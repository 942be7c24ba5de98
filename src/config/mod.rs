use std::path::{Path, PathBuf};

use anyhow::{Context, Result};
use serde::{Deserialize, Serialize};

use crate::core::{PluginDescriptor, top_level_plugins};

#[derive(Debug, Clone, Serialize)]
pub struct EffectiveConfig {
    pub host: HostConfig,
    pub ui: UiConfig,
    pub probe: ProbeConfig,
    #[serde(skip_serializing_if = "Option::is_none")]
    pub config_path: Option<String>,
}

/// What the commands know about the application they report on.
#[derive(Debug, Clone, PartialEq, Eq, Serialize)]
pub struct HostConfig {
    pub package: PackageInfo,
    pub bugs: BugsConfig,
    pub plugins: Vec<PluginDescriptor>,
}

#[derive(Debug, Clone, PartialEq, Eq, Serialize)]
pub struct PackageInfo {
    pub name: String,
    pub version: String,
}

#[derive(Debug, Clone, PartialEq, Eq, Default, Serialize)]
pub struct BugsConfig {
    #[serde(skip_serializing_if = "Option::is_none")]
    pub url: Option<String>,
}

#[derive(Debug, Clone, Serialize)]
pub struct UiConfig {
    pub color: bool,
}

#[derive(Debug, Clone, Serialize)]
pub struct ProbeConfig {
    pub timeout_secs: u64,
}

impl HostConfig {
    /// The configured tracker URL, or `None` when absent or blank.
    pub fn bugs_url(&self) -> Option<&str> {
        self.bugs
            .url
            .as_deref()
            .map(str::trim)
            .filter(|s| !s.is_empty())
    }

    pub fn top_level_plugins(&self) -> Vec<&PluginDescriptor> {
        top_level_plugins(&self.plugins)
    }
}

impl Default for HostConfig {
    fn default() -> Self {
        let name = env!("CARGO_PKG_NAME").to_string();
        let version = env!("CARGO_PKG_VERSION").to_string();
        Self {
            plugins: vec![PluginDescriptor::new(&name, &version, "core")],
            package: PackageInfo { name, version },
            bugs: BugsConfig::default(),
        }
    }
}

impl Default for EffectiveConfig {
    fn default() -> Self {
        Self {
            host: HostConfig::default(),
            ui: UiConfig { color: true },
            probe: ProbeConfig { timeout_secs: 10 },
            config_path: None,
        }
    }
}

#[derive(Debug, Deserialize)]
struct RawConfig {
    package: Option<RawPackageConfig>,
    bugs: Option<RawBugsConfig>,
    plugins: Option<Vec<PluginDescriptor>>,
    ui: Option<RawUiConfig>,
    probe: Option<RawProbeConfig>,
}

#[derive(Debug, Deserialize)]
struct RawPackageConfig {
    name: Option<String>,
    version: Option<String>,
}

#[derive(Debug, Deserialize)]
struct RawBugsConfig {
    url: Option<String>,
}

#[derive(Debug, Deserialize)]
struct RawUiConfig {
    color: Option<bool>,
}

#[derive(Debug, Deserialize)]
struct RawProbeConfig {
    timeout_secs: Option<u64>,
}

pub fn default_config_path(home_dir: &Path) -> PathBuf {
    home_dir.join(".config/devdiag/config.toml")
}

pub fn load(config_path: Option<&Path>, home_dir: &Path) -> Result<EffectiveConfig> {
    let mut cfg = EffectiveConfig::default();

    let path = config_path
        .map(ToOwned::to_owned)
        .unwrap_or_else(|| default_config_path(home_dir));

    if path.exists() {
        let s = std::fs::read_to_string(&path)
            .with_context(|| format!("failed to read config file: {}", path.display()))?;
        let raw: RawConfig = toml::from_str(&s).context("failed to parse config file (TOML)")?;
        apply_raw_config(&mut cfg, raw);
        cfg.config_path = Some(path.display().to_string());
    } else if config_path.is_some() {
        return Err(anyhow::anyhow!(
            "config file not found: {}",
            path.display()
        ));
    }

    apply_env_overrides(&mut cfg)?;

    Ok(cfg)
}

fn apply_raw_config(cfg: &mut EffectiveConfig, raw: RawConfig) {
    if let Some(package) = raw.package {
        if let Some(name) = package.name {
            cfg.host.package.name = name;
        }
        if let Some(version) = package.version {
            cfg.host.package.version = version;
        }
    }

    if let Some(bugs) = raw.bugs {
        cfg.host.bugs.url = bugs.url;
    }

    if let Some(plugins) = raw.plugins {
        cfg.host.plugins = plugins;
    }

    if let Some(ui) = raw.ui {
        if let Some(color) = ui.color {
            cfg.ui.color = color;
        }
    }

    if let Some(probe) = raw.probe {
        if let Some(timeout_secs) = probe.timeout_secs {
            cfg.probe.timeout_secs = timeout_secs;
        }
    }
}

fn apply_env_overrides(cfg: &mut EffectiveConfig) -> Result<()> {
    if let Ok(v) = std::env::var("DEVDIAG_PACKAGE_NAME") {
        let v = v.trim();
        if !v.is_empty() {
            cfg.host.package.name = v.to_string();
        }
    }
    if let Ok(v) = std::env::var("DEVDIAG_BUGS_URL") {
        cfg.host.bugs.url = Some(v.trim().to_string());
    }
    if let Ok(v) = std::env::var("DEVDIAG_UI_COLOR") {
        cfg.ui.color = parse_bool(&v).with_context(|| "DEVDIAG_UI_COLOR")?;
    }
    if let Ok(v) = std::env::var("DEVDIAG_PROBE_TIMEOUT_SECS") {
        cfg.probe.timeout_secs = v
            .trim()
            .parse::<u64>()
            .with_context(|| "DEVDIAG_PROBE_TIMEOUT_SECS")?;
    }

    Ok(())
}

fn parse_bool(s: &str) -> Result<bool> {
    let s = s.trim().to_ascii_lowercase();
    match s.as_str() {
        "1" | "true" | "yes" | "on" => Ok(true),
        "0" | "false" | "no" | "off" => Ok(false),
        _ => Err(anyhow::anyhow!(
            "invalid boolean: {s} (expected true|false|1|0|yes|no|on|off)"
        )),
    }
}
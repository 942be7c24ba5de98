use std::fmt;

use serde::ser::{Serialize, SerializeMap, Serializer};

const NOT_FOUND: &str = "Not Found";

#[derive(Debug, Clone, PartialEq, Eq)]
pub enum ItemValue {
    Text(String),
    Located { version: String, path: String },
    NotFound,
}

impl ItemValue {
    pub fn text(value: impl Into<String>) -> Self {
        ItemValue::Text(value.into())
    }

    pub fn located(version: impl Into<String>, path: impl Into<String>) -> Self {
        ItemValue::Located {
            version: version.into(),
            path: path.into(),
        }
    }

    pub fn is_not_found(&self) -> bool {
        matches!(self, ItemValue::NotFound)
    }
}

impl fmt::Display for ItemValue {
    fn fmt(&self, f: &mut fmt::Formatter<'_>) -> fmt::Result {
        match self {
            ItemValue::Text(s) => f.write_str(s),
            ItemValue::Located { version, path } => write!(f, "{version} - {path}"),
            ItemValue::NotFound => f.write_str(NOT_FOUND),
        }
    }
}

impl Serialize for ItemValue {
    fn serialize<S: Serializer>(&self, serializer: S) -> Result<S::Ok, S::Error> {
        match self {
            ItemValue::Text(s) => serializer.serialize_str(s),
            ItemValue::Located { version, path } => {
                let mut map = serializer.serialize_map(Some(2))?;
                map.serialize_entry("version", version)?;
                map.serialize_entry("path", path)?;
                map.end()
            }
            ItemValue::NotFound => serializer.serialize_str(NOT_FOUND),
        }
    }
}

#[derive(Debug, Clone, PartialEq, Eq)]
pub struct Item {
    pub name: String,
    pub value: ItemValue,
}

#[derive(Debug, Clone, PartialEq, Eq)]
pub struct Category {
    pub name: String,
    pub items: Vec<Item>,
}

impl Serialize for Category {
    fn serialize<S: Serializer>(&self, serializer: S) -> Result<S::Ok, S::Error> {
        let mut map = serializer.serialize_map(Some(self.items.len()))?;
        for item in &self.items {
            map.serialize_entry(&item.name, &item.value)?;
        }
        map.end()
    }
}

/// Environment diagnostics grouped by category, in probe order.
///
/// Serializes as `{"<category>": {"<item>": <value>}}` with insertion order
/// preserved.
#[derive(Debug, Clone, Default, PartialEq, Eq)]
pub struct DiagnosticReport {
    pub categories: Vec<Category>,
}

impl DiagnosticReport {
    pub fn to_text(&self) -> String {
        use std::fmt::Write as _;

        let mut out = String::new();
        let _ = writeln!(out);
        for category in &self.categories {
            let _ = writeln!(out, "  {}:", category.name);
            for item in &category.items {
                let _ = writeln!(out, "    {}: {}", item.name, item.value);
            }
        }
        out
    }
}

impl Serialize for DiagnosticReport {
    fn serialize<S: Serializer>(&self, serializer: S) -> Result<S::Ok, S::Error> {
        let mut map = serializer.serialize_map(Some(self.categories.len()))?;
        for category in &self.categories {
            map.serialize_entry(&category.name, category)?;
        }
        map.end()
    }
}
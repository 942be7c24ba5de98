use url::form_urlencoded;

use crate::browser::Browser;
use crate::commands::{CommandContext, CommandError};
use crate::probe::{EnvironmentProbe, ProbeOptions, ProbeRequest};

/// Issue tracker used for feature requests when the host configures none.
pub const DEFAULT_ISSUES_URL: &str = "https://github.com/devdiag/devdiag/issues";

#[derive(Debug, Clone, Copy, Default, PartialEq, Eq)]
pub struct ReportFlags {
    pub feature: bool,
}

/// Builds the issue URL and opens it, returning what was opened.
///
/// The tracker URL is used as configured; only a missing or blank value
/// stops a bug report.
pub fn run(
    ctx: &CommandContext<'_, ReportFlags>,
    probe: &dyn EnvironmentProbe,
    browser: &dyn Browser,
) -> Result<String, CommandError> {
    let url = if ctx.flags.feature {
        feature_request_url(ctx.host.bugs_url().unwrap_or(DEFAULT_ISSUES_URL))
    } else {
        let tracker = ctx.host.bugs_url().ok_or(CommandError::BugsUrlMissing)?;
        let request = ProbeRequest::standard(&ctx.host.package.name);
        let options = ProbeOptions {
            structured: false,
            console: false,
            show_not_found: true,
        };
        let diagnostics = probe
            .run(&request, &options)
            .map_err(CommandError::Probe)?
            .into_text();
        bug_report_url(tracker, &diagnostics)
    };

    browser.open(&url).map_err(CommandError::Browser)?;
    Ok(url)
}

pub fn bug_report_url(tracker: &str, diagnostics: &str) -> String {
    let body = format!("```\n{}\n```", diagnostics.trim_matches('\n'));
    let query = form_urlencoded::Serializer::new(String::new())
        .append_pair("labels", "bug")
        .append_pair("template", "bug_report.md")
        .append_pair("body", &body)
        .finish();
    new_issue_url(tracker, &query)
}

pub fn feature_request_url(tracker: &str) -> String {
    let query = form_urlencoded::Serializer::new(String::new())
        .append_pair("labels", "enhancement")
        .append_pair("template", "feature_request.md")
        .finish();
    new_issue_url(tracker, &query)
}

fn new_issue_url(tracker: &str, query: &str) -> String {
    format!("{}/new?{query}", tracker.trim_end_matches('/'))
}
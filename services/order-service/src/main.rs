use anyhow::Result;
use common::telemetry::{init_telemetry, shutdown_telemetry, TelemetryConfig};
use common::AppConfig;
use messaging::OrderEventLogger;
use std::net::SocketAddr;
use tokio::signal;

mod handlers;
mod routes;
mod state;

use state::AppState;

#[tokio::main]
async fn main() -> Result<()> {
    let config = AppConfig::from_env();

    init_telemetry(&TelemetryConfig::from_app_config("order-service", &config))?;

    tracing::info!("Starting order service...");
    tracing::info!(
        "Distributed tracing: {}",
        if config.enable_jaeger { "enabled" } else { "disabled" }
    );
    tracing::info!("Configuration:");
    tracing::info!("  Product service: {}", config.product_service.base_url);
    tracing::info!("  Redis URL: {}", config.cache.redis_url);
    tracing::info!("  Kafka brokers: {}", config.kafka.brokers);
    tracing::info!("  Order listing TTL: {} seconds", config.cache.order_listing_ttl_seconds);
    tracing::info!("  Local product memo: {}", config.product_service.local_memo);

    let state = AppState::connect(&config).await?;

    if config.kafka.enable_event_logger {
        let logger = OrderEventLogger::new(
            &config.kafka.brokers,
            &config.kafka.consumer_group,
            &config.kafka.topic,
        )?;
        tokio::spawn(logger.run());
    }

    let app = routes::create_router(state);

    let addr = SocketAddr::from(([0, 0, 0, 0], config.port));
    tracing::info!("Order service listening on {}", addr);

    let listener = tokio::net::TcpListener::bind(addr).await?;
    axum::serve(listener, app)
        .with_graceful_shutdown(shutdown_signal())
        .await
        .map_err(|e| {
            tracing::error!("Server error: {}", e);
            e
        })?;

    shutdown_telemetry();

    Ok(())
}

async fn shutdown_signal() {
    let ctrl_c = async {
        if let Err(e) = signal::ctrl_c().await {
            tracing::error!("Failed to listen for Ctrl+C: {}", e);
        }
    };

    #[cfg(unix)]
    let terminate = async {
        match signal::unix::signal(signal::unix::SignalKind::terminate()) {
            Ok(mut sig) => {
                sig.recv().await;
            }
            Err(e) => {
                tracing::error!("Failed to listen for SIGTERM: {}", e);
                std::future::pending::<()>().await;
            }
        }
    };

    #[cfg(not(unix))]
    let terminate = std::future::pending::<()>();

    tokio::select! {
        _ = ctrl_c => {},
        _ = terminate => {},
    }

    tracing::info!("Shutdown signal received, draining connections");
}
....................
With "filename" as the word to match, copy each line of the records that has it.

### YOUR SOLUTION
filename src/config/mod.rs
filename services/order-service/src/main.rs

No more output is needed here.